NEMO: A Novel Multi-Objective Optimization Method for AI Challenges

Santiago_Miret · ‎06-30-2022

Published July 14th, 2021

Santiago Miret is a deep learning researcher at Intel Labs, where he focuses on developing artificial intelligence (AI) solutions and exploring the intersection of AI and the physical sciences

Highlights:

Neuroevolution-Enhanced Multi-Objective Optimization (NEMO) for Mixed-Precision Quantization delivers state-of-the-art compute speedups and memory improvements for artificial intelligence (AI) applications.
Our research paper shows promising results for mixed-precision quantization, a neural network compression challenge, as well as general multi-objective problems using NEMO for large combinatorial search spaces.

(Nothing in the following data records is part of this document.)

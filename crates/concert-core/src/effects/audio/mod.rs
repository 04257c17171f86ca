//! Native media engine: symphonia decode + cpal output.
//!
//! Pipeline per started media:
//! 1. decoder thread opens the locator (file or HTTP), probes and decodes
//! 2. samples flow through a bounded ring
//! 3. output thread feeds cpal once enough pre-roll is buffered
//!
//! Every start builds a fresh `Pipeline`. Halting marks it stopped under the
//! status lock, so a halted pipeline can never change engine state again. The
//! output thread is joined; a decoder still blocked in network I/O after a
//! short grace period is detached and only ever touches its own ring.

mod convert;
mod decode;
mod output;
mod ring;

use std::sync::atomic::{AtomicBool, AtomicU32, AtomicU64, Ordering};
use std::sync::Arc;
use std::thread::{self, JoinHandle};
use std::time::{Duration, Instant};

use parking_lot::{Condvar, Mutex, MutexGuard};

use crate::effects::http::is_http_url;
use crate::effects::MediaEngine;
use crate::models::EngineState;

use ring::SampleRing;

/// ~4s of 48kHz stereo.
const RING_CAPACITY: usize = 48_000 * 2 * 4;

/// How long `halt` waits for the decoder before detaching it.
const DECODER_GRACE: Duration = Duration::from_millis(250);

pub struct NativeEngine {
    shared: Arc<Shared>,
    current: Mutex<Option<Running>>,
    /// Pre-roll applied to network streams.
    network_caching: Duration,
    stream_open_timeout: Option<Duration>,
}

/// Engine-wide state, shared with every pipeline.
pub(crate) struct Shared {
    status: Mutex<EngineState>,
    changed: Condvar,
    /// True only while `Playing`; the output callback emits silence otherwise.
    audible: AtomicBool,
    media: Mutex<Option<String>>,
    /// 0-100.
    volume: AtomicU32,
}

/// State owned by one start of the loaded media.
pub(crate) struct Pipeline {
    engine: Arc<Shared>,
    stop_signal: AtomicBool,
    /// Decoder reached end of stream.
    drained: AtomicBool,
    failed: AtomicBool,
    /// Decoder position; runs ahead of what is audible by the ring contents.
    decoded_ms: AtomicU64,
    seek_to_ms: Mutex<Option<u64>>,
    sample_rate: AtomicU32,
    channels: AtomicU32,
    /// Rate of the samples in the ring.
    ring_rate: AtomicU32,
    preroll_ms: u64,
    samples: Mutex<SampleRing>,
}

struct Running {
    pipeline: Arc<Pipeline>,
    decoder: JoinHandle<()>,
    output: JoinHandle<()>,
}

impl Shared {
    fn new() -> Self {
        Self {
            status: Mutex::new(EngineState::NothingSpecial),
            changed: Condvar::new(),
            audible: AtomicBool::new(false),
            media: Mutex::new(None),
            volume: AtomicU32::new(100),
        }
    }

    fn status(&self) -> EngineState {
        *self.status.lock()
    }

    fn set_status(&self, next: EngineState) {
        let mut status = self.status.lock();
        if *status != next {
            self.apply(&mut status, next);
        }
    }

    fn apply(&self, status: &mut MutexGuard<'_, EngineState>, next: EngineState) {
        log::debug!("concert: engine {} -> {}", **status, next);
        **status = next;
        self.audible.store(next == EngineState::Playing, Ordering::SeqCst);
        self.changed.notify_all();
    }

    /// Move to `next` only from one of `from`. Returns whether it moved.
    fn transition(&self, from: &[EngineState], next: EngineState) -> bool {
        let mut status = self.status.lock();
        if !from.contains(&*status) {
            return false;
        }
        self.apply(&mut status, next);
        true
    }
}

impl Pipeline {
    fn new(engine: Arc<Shared>, preroll: Duration) -> Self {
        Self {
            engine,
            stop_signal: AtomicBool::new(false),
            drained: AtomicBool::new(false),
            failed: AtomicBool::new(false),
            decoded_ms: AtomicU64::new(0),
            seek_to_ms: Mutex::new(None),
            sample_rate: AtomicU32::new(44_100),
            channels: AtomicU32::new(2),
            ring_rate: AtomicU32::new(44_100),
            preroll_ms: preroll.as_millis() as u64,
            samples: Mutex::new(SampleRing::new(RING_CAPACITY)),
        }
    }

    fn stopped(&self) -> bool {
        self.stop_signal.load(Ordering::SeqCst)
    }

    fn halted(&self) -> bool {
        self.stopped() || self.failed.load(Ordering::SeqCst)
    }

    /// Like `Shared::transition`, but a no-op once this pipeline is stopped.
    fn transition(&self, from: &[EngineState], next: EngineState) -> bool {
        let mut status = self.engine.status.lock();
        if self.stopped() || !from.contains(&*status) {
            return false;
        }
        self.engine.apply(&mut status, next);
        true
    }

    fn fail(&self, context: &str, err: &dyn std::fmt::Display) {
        let mut status = self.engine.status.lock();
        if self.stopped() {
            log::debug!("concert: {} error after stop: {}", context, err);
            return;
        }
        log::error!("concert: {} error: {}", context, err);
        self.failed.store(true, Ordering::SeqCst);
        if *status != EngineState::Error {
            self.engine.apply(&mut status, EngineState::Error);
        }
    }

    /// Mark stopped while holding the status lock, so no transition from this
    /// pipeline can land after the caller sets the next state.
    fn stop(&self) {
        let _status = self.engine.status.lock();
        self.stop_signal.store(true, Ordering::SeqCst);
    }

    /// Block until the status leaves `Opening`, or the pipeline is halted.
    fn wait_while_opening(&self) {
        let mut status = self.engine.status.lock();
        while *status == EngineState::Opening && !self.halted() {
            self.engine.changed.wait_for(&mut status, Duration::from_millis(25));
        }
    }

    fn set_format(&self, sample_rate: u32, channels: usize, ring_rate: u32) {
        self.sample_rate.store(sample_rate, Ordering::SeqCst);
        self.channels.store(channels as u32, Ordering::SeqCst);
        self.ring_rate.store(ring_rate, Ordering::SeqCst);
    }

    /// Audible position: the decoder position minus what still sits in the ring.
    fn position_ms(&self) -> u64 {
        let channels = self.channels.load(Ordering::SeqCst).max(1) as u64;
        let rate = self.ring_rate.load(Ordering::SeqCst).max(1) as u64;
        let buffered_ms = self.samples.lock().len() as u64 / channels * 1000 / rate;
        self.decoded_ms
            .load(Ordering::SeqCst)
            .saturating_sub(buffered_ms)
    }
}

impl NativeEngine {
    pub fn new(network_caching: Duration, stream_open_timeout: Option<Duration>) -> Self {
        Self {
            shared: Arc::new(Shared::new()),
            current: Mutex::new(None),
            network_caching,
            stream_open_timeout,
        }
    }

    /// Stop the running pipeline. The output thread is joined; the decoder is
    /// given `DECODER_GRACE` to notice and is detached if it is blocked.
    fn halt(&self) {
        let Some(run) = self.current.lock().take() else {
            return;
        };
        run.pipeline.stop();
        self.shared.audible.store(false, Ordering::SeqCst);
        run.pipeline.samples.lock().clear();

        if run.output.join().is_err() {
            log::error!("concert: output thread panicked");
        }

        let deadline = Instant::now() + DECODER_GRACE;
        while !run.decoder.is_finished() && Instant::now() < deadline {
            thread::sleep(Duration::from_millis(5));
        }
        if !run.decoder.is_finished() {
            log::warn!("concert: decoder still blocked on its source, detaching it");
        } else if run.decoder.join().is_err() {
            log::error!("concert: decoder thread panicked");
        }
    }

    fn start(&self, locator: String) {
        self.halt();

        let preroll = if is_http_url(&locator) { self.network_caching } else { Duration::ZERO };
        let pipeline = Arc::new(Pipeline::new(Arc::clone(&self.shared), preroll));
        self.shared.set_status(EngineState::Opening);

        let dec = Arc::clone(&pipeline);
        let open_timeout = self.stream_open_timeout;
        let decoder = thread::spawn(move || {
            if let Err(e) = decode::run(&locator, &dec, open_timeout) {
                dec.fail("decode", &e);
            }
            dec.drained.store(true, Ordering::SeqCst);
        });

        let out = Arc::clone(&pipeline);
        let output = thread::spawn(move || {
            if let Err(e) = output::run(&out) {
                out.fail("output", &e);
            }
        });

        self.install(pipeline, decoder, output);
    }

    fn install(&self, pipeline: Arc<Pipeline>, decoder: JoinHandle<()>, output: JoinHandle<()>) {
        *self.current.lock() = Some(Running { pipeline, decoder, output });
    }

    fn pipeline(&self) -> Option<Arc<Pipeline>> {
        self.current.lock().as_ref().map(|run| Arc::clone(&run.pipeline))
    }
}

impl MediaEngine for NativeEngine {
    fn load(&self, locator: &str) {
        self.halt();
        *self.shared.media.lock() = Some(locator.to_string());
        self.shared.set_status(EngineState::NothingSpecial);
    }

    fn unload(&self) {
        self.halt();
        *self.shared.media.lock() = None;
        self.shared.set_status(EngineState::NothingSpecial);
    }

    fn media(&self) -> Option<String> {
        self.shared.media.lock().clone()
    }

    fn play(&self) {
        match self.shared.status() {
            EngineState::Paused => {
                self.shared.set_status(EngineState::Playing);
            }
            EngineState::Opening | EngineState::Buffering | EngineState::Playing => {}
            _ => match self.media() {
                Some(locator) => self.start(locator),
                None => log::warn!("concert: play with no media loaded"),
            },
        }
    }

    fn stop(&self) {
        self.halt();
        let next = if self.media().is_some() {
            EngineState::Stopped
        } else {
            EngineState::NothingSpecial
        };
        self.shared.set_status(next);
    }

    fn toggle_pause(&self) {
        let s = &self.shared;
        if !s.transition(&[EngineState::Playing], EngineState::Paused) {
            s.transition(&[EngineState::Paused], EngineState::Playing);
        }
    }

    fn seek(&self, position: Duration) {
        match self.pipeline() {
            Some(pipeline) => *pipeline.seek_to_ms.lock() = Some(position.as_millis() as u64),
            None => log::debug!("concert: seek ignored, nothing started"),
        }
    }

    fn set_volume(&self, volume: i32) {
        self.shared
            .volume
            .store(volume.clamp(0, 100) as u32, Ordering::SeqCst);
    }

    fn state(&self) -> EngineState {
        self.shared.status()
    }

    fn time_ms(&self) -> i64 {
        if self.media().is_none() {
            return -1;
        }
        self.pipeline().map(|p| p.position_ms() as i64).unwrap_or(0)
    }

    fn wait_for_state(&self, timeout: Duration, until: &dyn Fn(EngineState) -> bool) -> EngineState {
        let deadline = Instant::now() + timeout;
        let mut status = self.shared.status.lock();
        while !until(*status) {
            if self.shared.changed.wait_until(&mut status, deadline).timed_out() {
                break;
            }
        }
        *status
    }
}

impl Drop for NativeEngine {
    fn drop(&mut self) {
        self.halt();
    }
}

Multi-Objective Optimization

Many situations that we encounter in our daily lives can surprisingly be expressed as multi-objective optimization problems. When we buy a new phone or laptop, we judge cost, performance, battery life, and many other factors at the same time. And almost always, it’s nearly impossible to find a product that has the best performance and battery life at the lowest cost. A laptop with the best performance and highest battery life often has the highest cost, while the cheapest one usually lags in the other factors. As such, we often end up deciding based on a set of options that we consider to be the best collection of solutions.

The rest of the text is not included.